Many of us have memories of our childhood from the 50s and 60s. It is important to document these experiences as they are so very different for the children growing up today. Faye Deery now lives in Western Australia but has become a valuable contributor to our facebook page and this blog is a fantastic opportunity to share with you many of Faye’s stories of her memories of her childhood in Munro Street, Hawthorn.
Three generations of family lived with Faye at the house at No. 3 Munro Street, and the back garden fence like on the eastern side of this street, adjoined the Fritsch-Holzer brickworks.
The house was owned by Alice and Charles Kellow, who lived in Fletcher St. Hawthorn. Their back fence backed onto the bowling club. Alice Kellow is my grandmother’s aunt and in 1940 Alice and Charles Kellow sold the house to an unmarried lady who lived in Mayston St. Hawthorn. In 1940 my grandparents, Olive and George Grant and their daughter Margaret, moved into No 3 Munro St. and started renting. Each week my grandmother walked to Mayston Street to pay her rent and she asked this landlady if she could have first option to buy the house if ever she decided to sell it. In 1952 my grandmother brought the house.
The Grant family holidayed every year at a boarding house in Seaford. Bob Cameron met his future wife Margaret, when she went with her cousin to a Saturday night dance in Frankston.
Olive and George Grant, photo taken in 1950.
One day in 1946 the Grants returned home from an outing to find Bob Cameron mowing their front lawn and a Gladstone bag containing Bob’s clothes and personal items on the front porch. By the end of that day Bob had moved into the Grant’s home to live.
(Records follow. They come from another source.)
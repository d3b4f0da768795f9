//! Output formats for configuration trees
//!
//! Each format implements [`Formatter`] and is looked up by name in a [`FormatRegistry`].
//! The defaults are:
//! - `json` / `yaml`: the serde shape of the node (`name`, `value`, `properties`, `children`)
//! - `ini`: INI text, see [`ini::writer`]
//! - `paths`: one `path = value` line per property of the subtree

pub mod ini;

use crate::config::NodeRef;
use crate::error::FormatError;
use crate::settings::IniSettings;
use std::collections::HashMap;

/// Renders a node and its subtree.
pub trait Formatter: Send + Sync {
    fn name(&self) -> &str;

    fn render(&self, node: NodeRef<'_>) -> Result<String, FormatError>;

    fn description(&self) -> &str {
        ""
    }
}

pub struct JsonFormatter {
    pub pretty: bool,
}

impl Formatter for JsonFormatter {
    fn name(&self) -> &str {
        "json"
    }

    fn render(&self, node: NodeRef<'_>) -> Result<String, FormatError> {
        let text = if self.pretty {
            serde_json::to_string_pretty(&node)?
        } else {
            serde_json::to_string(&node)?
        };
        Ok(text)
    }

    fn description(&self) -> &str {
        "Node tree as JSON"
    }
}

pub struct YamlFormatter;

impl Formatter for YamlFormatter {
    fn name(&self) -> &str {
        "yaml"
    }

    fn render(&self, node: NodeRef<'_>) -> Result<String, FormatError> {
        Ok(serde_yaml::to_string(&node)?)
    }

    fn description(&self) -> &str {
        "Node tree as YAML"
    }
}

/// INI text checked against the markers and quote of `settings`, so the output
/// parses back with the same settings.
#[derive(Default)]
pub struct IniFormatter {
    settings: IniSettings,
}

impl IniFormatter {
    pub fn new(settings: IniSettings) -> Self {
        Self { settings }
    }
}

impl Formatter for IniFormatter {
    fn name(&self) -> &str {
        "ini"
    }

    fn render(&self, node: NodeRef<'_>) -> Result<String, FormatError> {
        ini::to_ini_string_with(node, &self.settings)
    }

    fn description(&self) -> &str {
        "INI text with dotted section names"
    }
}

pub struct PathsFormatter;

impl Formatter for PathsFormatter {
    fn name(&self) -> &str {
        "paths"
    }

    fn render(&self, node: NodeRef<'_>) -> Result<String, FormatError> {
        let mut out = String::new();
        for (path, value) in node.property_pairs_recursive() {
            out.push_str(&path);
            out.push_str(" = ");
            out.push_str(&value);
            out.push('\n');
        }
        Ok(out)
    }

    fn description(&self) -> &str {
        "One 'path = value' line per property"
    }
}

/// Formatters by name.
pub struct FormatRegistry {
    formatters: HashMap<String, Box<dyn Formatter>>,
}

impl FormatRegistry {
    pub fn new() -> Self {
        FormatRegistry {
            formatters: HashMap::new(),
        }
    }

    /// Registers `formatter`, replacing any formatter with the same name.
    pub fn register<F: Formatter + 'static>(&mut self, formatter: F) {
        self.formatters
            .insert(formatter.name().to_string(), Box::new(formatter));
    }

    pub fn get(&self, name: &str) -> Option<&dyn Formatter> {
        self.formatters.get(name).map(|f| f.as_ref())
    }

    pub fn has(&self, name: &str) -> bool {
        self.formatters.contains_key(name)
    }

    pub fn render(&self, node: NodeRef<'_>, format: &str) -> Result<String, FormatError> {
        let formatter = self
            .get(format)
            .ok_or_else(|| FormatError::UnknownFormat(format.to_string()))?;
        formatter.render(node)
    }

    /// Registered names, sorted.
    pub fn list_formats(&self) -> Vec<String> {
        let mut names: Vec<_> = self.formatters.keys().cloned().collect();
        names.sort();
        names
    }

    /// The built-in formatters; `pretty` applies to JSON.
    pub fn with_defaults(pretty: bool) -> Self {
        let mut registry = Self::new();
        registry.register(JsonFormatter { pretty });
        registry.register(YamlFormatter);
        registry.register(IniFormatter::default());
        registry.register(PathsFormatter);
        registry
    }
}

impl Default for FormatRegistry {
    fn default() -> Self {
        Self::with_defaults(true)
    }
}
Bob married Margaret Grant at Saint Columbs Church, Hawthorn in June 1947 and in December 1947, Faye, their first child was born; a son, Ian, followed in 1951 and another son, Graeme, in 1960.
My Dad’s early life
My parent’s marriage is not legal. My father was born to Doris Lillian Dodgson, a single woman on October 4 1923 at The Haven in North Fitzroy. His name on the second schedule birth certificate is Robert Dodgson and his father is listed as Unknown. As a baby Bob was fostered out to a lady who lived in Frankston. Bob lived with her until he was 13 months old when she became ill and was hospitalised and the local Presbyterian Church Minister approached the Cameron family, Sarah and John Cameron to ask if they could take Bob and care for him until this lady was well enough to have Bob back.
By the time Bob was 15 months old his foster mother had passed away and the Cameron family kept Bob and raised him as their own. Sarah and John Cameron already had eight children, John, Jim, Lilly. Jean, Donald, Kate, Sadie and Nance who was their youngest at aged 12. They all embraced Bob as their little brother, and Bob grew up as Robert Cameron (known as Bob). He joined the armed forces as Robert Cameron and he was Bob Cameron when he met my mother. And for some strange reason legal paperwork for Bob going to the Cameron family did not seem to exist. Bob and Margaret were married in the name of Cameron and the Cameron family said nothing, just accepted mum into the family
When Bob moved into Munro St in 1946, he must have had several jobs before getting a job in the Brickworks (Fritsch and Holzer) he worked there for 3 years or there abouts but every winter he got pleurisy and was advised to change jobs.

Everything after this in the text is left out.